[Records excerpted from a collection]
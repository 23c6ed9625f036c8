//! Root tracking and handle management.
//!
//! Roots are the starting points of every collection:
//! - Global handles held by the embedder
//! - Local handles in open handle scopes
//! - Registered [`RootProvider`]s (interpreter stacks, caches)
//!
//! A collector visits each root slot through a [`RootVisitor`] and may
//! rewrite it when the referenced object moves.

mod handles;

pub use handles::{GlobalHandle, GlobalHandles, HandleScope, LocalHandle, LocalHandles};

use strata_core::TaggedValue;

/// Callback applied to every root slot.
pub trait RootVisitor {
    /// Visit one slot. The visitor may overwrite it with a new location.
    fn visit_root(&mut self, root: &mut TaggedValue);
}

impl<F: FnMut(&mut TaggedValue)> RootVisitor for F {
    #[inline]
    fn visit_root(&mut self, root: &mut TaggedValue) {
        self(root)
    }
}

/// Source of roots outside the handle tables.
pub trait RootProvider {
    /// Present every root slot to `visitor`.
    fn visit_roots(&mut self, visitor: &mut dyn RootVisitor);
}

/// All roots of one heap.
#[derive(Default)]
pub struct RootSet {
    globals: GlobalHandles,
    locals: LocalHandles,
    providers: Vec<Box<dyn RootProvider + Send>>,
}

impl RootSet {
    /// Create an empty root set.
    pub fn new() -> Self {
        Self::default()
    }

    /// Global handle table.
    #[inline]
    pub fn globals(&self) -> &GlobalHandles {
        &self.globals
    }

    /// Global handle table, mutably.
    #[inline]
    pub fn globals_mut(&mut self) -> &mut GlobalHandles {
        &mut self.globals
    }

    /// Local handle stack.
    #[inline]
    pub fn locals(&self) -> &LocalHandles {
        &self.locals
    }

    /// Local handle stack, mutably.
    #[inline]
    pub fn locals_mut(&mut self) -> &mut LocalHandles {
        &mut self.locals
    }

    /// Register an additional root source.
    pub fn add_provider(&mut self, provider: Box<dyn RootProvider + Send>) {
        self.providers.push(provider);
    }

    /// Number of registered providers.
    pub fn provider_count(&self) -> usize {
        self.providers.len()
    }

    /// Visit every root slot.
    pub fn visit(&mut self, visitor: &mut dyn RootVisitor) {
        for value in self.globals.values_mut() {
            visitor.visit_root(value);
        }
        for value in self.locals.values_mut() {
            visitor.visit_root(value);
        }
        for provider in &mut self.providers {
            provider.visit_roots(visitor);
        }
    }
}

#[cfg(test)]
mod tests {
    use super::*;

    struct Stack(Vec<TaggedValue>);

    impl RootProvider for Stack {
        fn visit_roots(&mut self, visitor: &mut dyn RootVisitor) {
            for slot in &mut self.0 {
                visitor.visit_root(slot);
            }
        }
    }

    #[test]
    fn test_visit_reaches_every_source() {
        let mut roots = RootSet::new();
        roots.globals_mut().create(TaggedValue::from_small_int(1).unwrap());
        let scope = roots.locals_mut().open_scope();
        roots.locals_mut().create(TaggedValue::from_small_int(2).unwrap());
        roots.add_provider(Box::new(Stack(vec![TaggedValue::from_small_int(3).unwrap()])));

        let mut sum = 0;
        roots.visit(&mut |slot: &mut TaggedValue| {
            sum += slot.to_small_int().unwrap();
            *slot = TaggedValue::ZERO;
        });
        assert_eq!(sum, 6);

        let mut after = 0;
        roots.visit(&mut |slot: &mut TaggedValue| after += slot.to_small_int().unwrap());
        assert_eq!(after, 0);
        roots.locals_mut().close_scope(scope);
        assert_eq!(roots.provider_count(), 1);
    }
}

#### PROMPT:
The data must be given again in full. Keep every line identical.

#### RESPONSE TO THIS TASK:
repository 23c6ed9625f036c8
//! Root tracking and handle management.
//!
//! Roots are the starting points of every collection:
//! - Global handles held by the embedder
//! - Local handles in open handle scopes
//! - Registered [`RootProvider`]s (interpreter stacks, caches)
//!
//! A collector visits each root slot through a [`RootVisitor`] and may
//! rewrite it when the referenced object moves.

mod handles;

pub use handles::{GlobalHandle, GlobalHandles, HandleScope, LocalHandle, LocalHandles};

use strata_core::TaggedValue;

/// Callback applied to every root slot.
pub trait RootVisitor {
    /// Visit one slot. The visitor may overwrite it with a new location.
    fn visit_root(&mut self, root: &mut TaggedValue);
}

impl<F: FnMut(&mut TaggedValue)> RootVisitor for F {
    #[inline]
    fn visit_root(&mut self, root: &mut TaggedValue) {
        self(root)
    }
}

/// Source of roots outside the handle tables.
pub trait RootProvider {
    /// Present every root slot to `visitor`.
    fn visit_roots(&mut self, visitor: &mut dyn RootVisitor);
}

/// All roots of one heap.
#[derive(Default)]
pub struct RootSet {
    globals: GlobalHandles,
    locals: LocalHandles,
    providers: Vec<Box<dyn RootProvider + Send>>,
}

impl RootSet {
    /// Create an empty root set.
    pub fn new() -> Self {
        Self::default()
    }

    /// Global handle table.
    #[inline]
    pub fn globals(&self) -> &GlobalHandles {
        &self.globals
    }

    /// Global handle table, mutably.
    #[inline]
    pub fn globals_mut(&mut self) -> &mut GlobalHandles {
        &mut self.globals
    }

    /// Local handle stack.
    #[inline]
    pub fn locals(&self) -> &LocalHandles {
        &self.locals
    }

    /// Local handle stack, mutably.
    #[inline]
    pub fn locals_mut(&mut self) -> &mut LocalHandles {
        &mut self.locals
    }

    /// Register an additional root source.
    pub fn add_provider(&mut self, provider: Box<dyn RootProvider + Send>) {
        self.providers.push(provider);
    }

    /// Number of registered providers.
    pub fn provider_count(&self) -> usize {
        self.providers.len()
    }

    /// Visit every root slot.
    pub fn visit(&mut self, visitor: &mut dyn RootVisitor) {
        for value in self.globals.values_mut() {
            visitor.visit_root(value);
        }
        for value in self.locals.values_mut() {
            visitor.visit_root(value);
        }
        for provider in &mut self.providers {
            provider.visit_roots(visitor);
        }
    }
}

#[cfg(test)]
mod tests {
    use super::*;

    struct Stack(Vec<TaggedValue>);

    impl RootProvider for Stack {
        fn visit_roots(&mut self, visitor: &mut dyn RootVisitor) {
            for slot in &mut self.0 {
                visitor.visit_root(slot);
            }
        }
    }

    #[test]
    fn test_visit_reaches_every_source() {
        let mut roots = RootSet::new();
        roots.globals_mut().create(TaggedValue::from_small_int(1).unwrap());
        let scope = roots.locals_mut().open_scope();
        roots.locals_mut().create(TaggedValue::from_small_int(2).unwrap());
        roots.add_provider(Box::new(Stack(vec![TaggedValue::from_small_int(3).unwrap()])));

        let mut sum = 0;
        roots.visit(&mut |slot: &mut TaggedValue| {
            sum += slot.to_small_int().unwrap();
            *slot = TaggedValue::ZERO;
        });
        assert_eq!(sum, 6);

        let mut after = 0;
        roots.visit(&mut |slot: &mut TaggedValue| after += slot.to_small_int().unwrap());
        assert_eq!(after, 0);
        roots.locals_mut().close_scope(scope);
        assert_eq!(roots.provider_count(), 1);
    }
}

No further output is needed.